En la temporada 2009-2010, la directora Carme Portaceli y el dramaturgo Pablo Ley desplazaron el clásico 'L'auca del senyor Esteve' desde principios de siglo XX hasta la época franquista, denunciando así la complicidad entre el espíritu 'botiguer' catalán y la estrecha moral de la Dictadura. De Rusiñol a Guimerà, ahora reelaboran la más famosa de las obras nostradas, 'Terra baixa', que bajo el epígrafe 'Reconstrucció d'un crim' se ha convertido en una obra de intriga detectivesca con el trasfondo de las luchas sociales del último XIX.
La obra comienza por el final: “he mort el llop”, grita Manelic tras asesinar al amo Sebastià. Al poco tiempo irrumpen los personajes de la trama añadida para investigar el crimen. Por un lado, el comisario Vinagret, calco del jefe de policía Antoni Tresols, terror de los anarquistas, dibujado como un torturador. Por otra parte, una periodista inspirada en la primera corresponsal de guerra, Carmen Burgos, que actúa de contrapeso progresista. Juntos reconstruirán el caso a partir de flashbacks articulados como interrogatorios de los diferentes protagonistas.

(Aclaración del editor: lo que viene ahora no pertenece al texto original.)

//! RAW -> CONVERTED -> FORMATTED -> WITH_UNITS resolution.

use chrono::{DateTime, Utc};
use serde::{Deserialize, Serialize};

use crate::catalog::ItemDef;
use crate::format::format_value;
use crate::value::{Value, ValueType};

pub const TIME_FORMAT: &str = "%Y/%m/%d %H:%M:%S%.3f";

/// All four representations of one item.
#[derive(Debug, Clone, PartialEq, Serialize, Deserialize)]
pub struct Resolved {
    pub raw: Value,
    pub converted: Value,
    pub formatted: Value,
    pub with_units: Value,
}

impl Resolved {
    pub fn get(&self, value_type: ValueType) -> &Value {
        match value_type {
            ValueType::Raw => &self.raw,
            ValueType::Converted => &self.converted,
            ValueType::Formatted => &self.formatted,
            ValueType::WithUnits => &self.with_units,
        }
    }

    pub fn set(&mut self, value_type: ValueType, value: Value) {
        match value_type {
            ValueType::Raw => self.raw = value,
            ValueType::Converted => self.converted = value,
            ValueType::Formatted => self.formatted = value,
            ValueType::WithUnits => self.with_units = value,
        }
    }

    /// Same value in every representation; used for reserved items.
    pub fn uniform(value: Value) -> Self {
        Self {
            raw: value.clone(),
            converted: value.clone(),
            formatted: value.clone(),
            with_units: value,
        }
    }
}

struct Element {
    converted: Value,
    formatted: String,
    state: bool,
}

fn resolve_element(item: &ItemDef, raw: &Value) -> Element {
    if let Some((name, _)) = item.state_for(raw) {
        return Element {
            converted: Value::String(name.to_string()),
            formatted: name.to_string(),
            state: true,
        };
    }
    let converted = match &item.read_conversion {
        Some(conversion) => conversion.apply(raw),
        None => raw.clone(),
    };
    let formatted = match &item.format_string {
        Some(fmt) => format_value(fmt, &converted),
        None => converted.to_string(),
    };
    Element {
        converted,
        formatted,
        state: false,
    }
}

fn append_units(item: &ItemDef, formatted: &str, state: bool) -> String {
    match &item.units {
        Some(units) if !state && !units.is_empty() => format!("{formatted} {units}"),
        _ => formatted.to_string(),
    }
}

/// Compute every representation of `raw` for `item`.
pub fn resolve_all(item: &ItemDef, raw: &Value) -> Resolved {
    if raw.is_null() {
        return Resolved::uniform(Value::Null);
    }
    match raw {
        Value::Array(elements) => {
            let resolved: Vec<Element> = elements.iter().map(|e| resolve_element(item, e)).collect();
            let formatted = format!(
                "[{}]",
                resolved
                    .iter()
                    .map(|e| e.formatted.as_str())
                    .collect::<Vec<_>>()
                    .join(", ")
            );
            let all_states = !resolved.is_empty() && resolved.iter().all(|e| e.state);
            let with_units = append_units(item, &formatted, all_states);
            Resolved {
                raw: raw.clone(),
                converted: Value::Array(resolved.into_iter().map(|e| e.converted).collect()),
                formatted: Value::String(formatted),
                with_units: Value::String(with_units),
            }
        }
        _ => {
            let element = resolve_element(item, raw);
            let with_units = append_units(item, &element.formatted, element.state);
            Resolved {
                raw: raw.clone(),
                converted: element.converted,
                formatted: Value::String(element.formatted),
                with_units: Value::String(with_units),
            }
        }
    }
}

/// Resolve a single representation.
pub fn resolve(item: &ItemDef, raw: &Value, value_type: ValueType) -> Value {
    if value_type == ValueType::Raw {
        return raw.clone();
    }
    resolve_all(item, raw).get(value_type).clone()
}

/// Receipt metadata that reserved items are computed from.
#[derive(Debug, Clone, Copy, PartialEq, Serialize, Deserialize)]
pub struct PacketTimes {
    pub packet_time: DateTime<Utc>,
    pub received_time: DateTime<Utc>,
    pub received_count: u64,
}

fn seconds(time: &DateTime<Utc>) -> f64 {
    time.timestamp_millis() as f64 / 1000.0
}

/// Value of a reserved item, or `None` when `name` is not reserved.
pub fn resolve_reserved(name: &str, times: Option<&PacketTimes>) -> Option<Value> {
    let value = match (name, times) {
        ("RECEIVED_COUNT", None) => Value::Int(0),
        ("RECEIVED_COUNT", Some(t)) => Value::Int(t.received_count as i64),
        ("PACKET_TIMESECONDS", Some(t)) => Value::Float(seconds(&t.packet_time)),
        ("RECEIVED_TIMESECONDS", Some(t)) => Value::Float(seconds(&t.received_time)),
        ("PACKET_TIMEFORMATTED", Some(t)) => {
            Value::String(t.packet_time.format(TIME_FORMAT).to_string())
        }
        ("RECEIVED_TIMEFORMATTED", Some(t)) => {
            Value::String(t.received_time.format(TIME_FORMAT).to_string())
        }
        (
            "PACKET_TIMESECONDS"
            | "RECEIVED_TIMESECONDS"
            | "PACKET_TIMEFORMATTED"
            | "RECEIVED_TIMEFORMATTED",
            None,
        ) => Value::Null,
        _ => return None,
    };
    Some(value)
}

Aunque la parte nueva espantará a los puristas, es cierto que se interpreta al mismo tiempo la obra de Guimerà completa. La trama agregada funciona de entrada, porque actualiza el clásico como un atrevido 'noir' capaz de conectar con todo tipo de públicos. Es original –y se agradece por inusitado– montar 'Terra baixa' en paralelo a la inestabilidad social que acompañó a su estreno en 1896, año del atentado del Corpus en aquella Barcelona que era la “ciudad de las bombas”. Los añadidos de Ley se anclan en una buena documentación y sudan hasta destilar un lenguaje apropiado para no desentonar entre la prosa guimeraniana. No obstante, el juego va muy lejos en osadía cuando se estira el argumento adicional hasta el límite de lo plausible, con un injerto de final dulcificado y la imposición de unos subrayados ideológicos que no dejan respirar el texto.
Todo pasa entre un fulgente juego de luces móviles que se reflejan en el oscuro suelo por donde caminan los personajes, un diseño operístico de Paco Azorín que consigue domar los complicados volúmenes de la Sala Gran. Por su lado, Portaceli firma como directora su mejor montaje en años, abundante en recursos y preciso en el ritmo a pesar de que supera las dos horas. El perturbador Sebastià de Eduard Farelo nos recuerda que pocos actores hacen de malo como él. Y entre el reparto coral destacan Pepo Blasco, Manel Sans y Roser Pujol, tres intérpretes menos presentes en la cartelera de lo que merecen.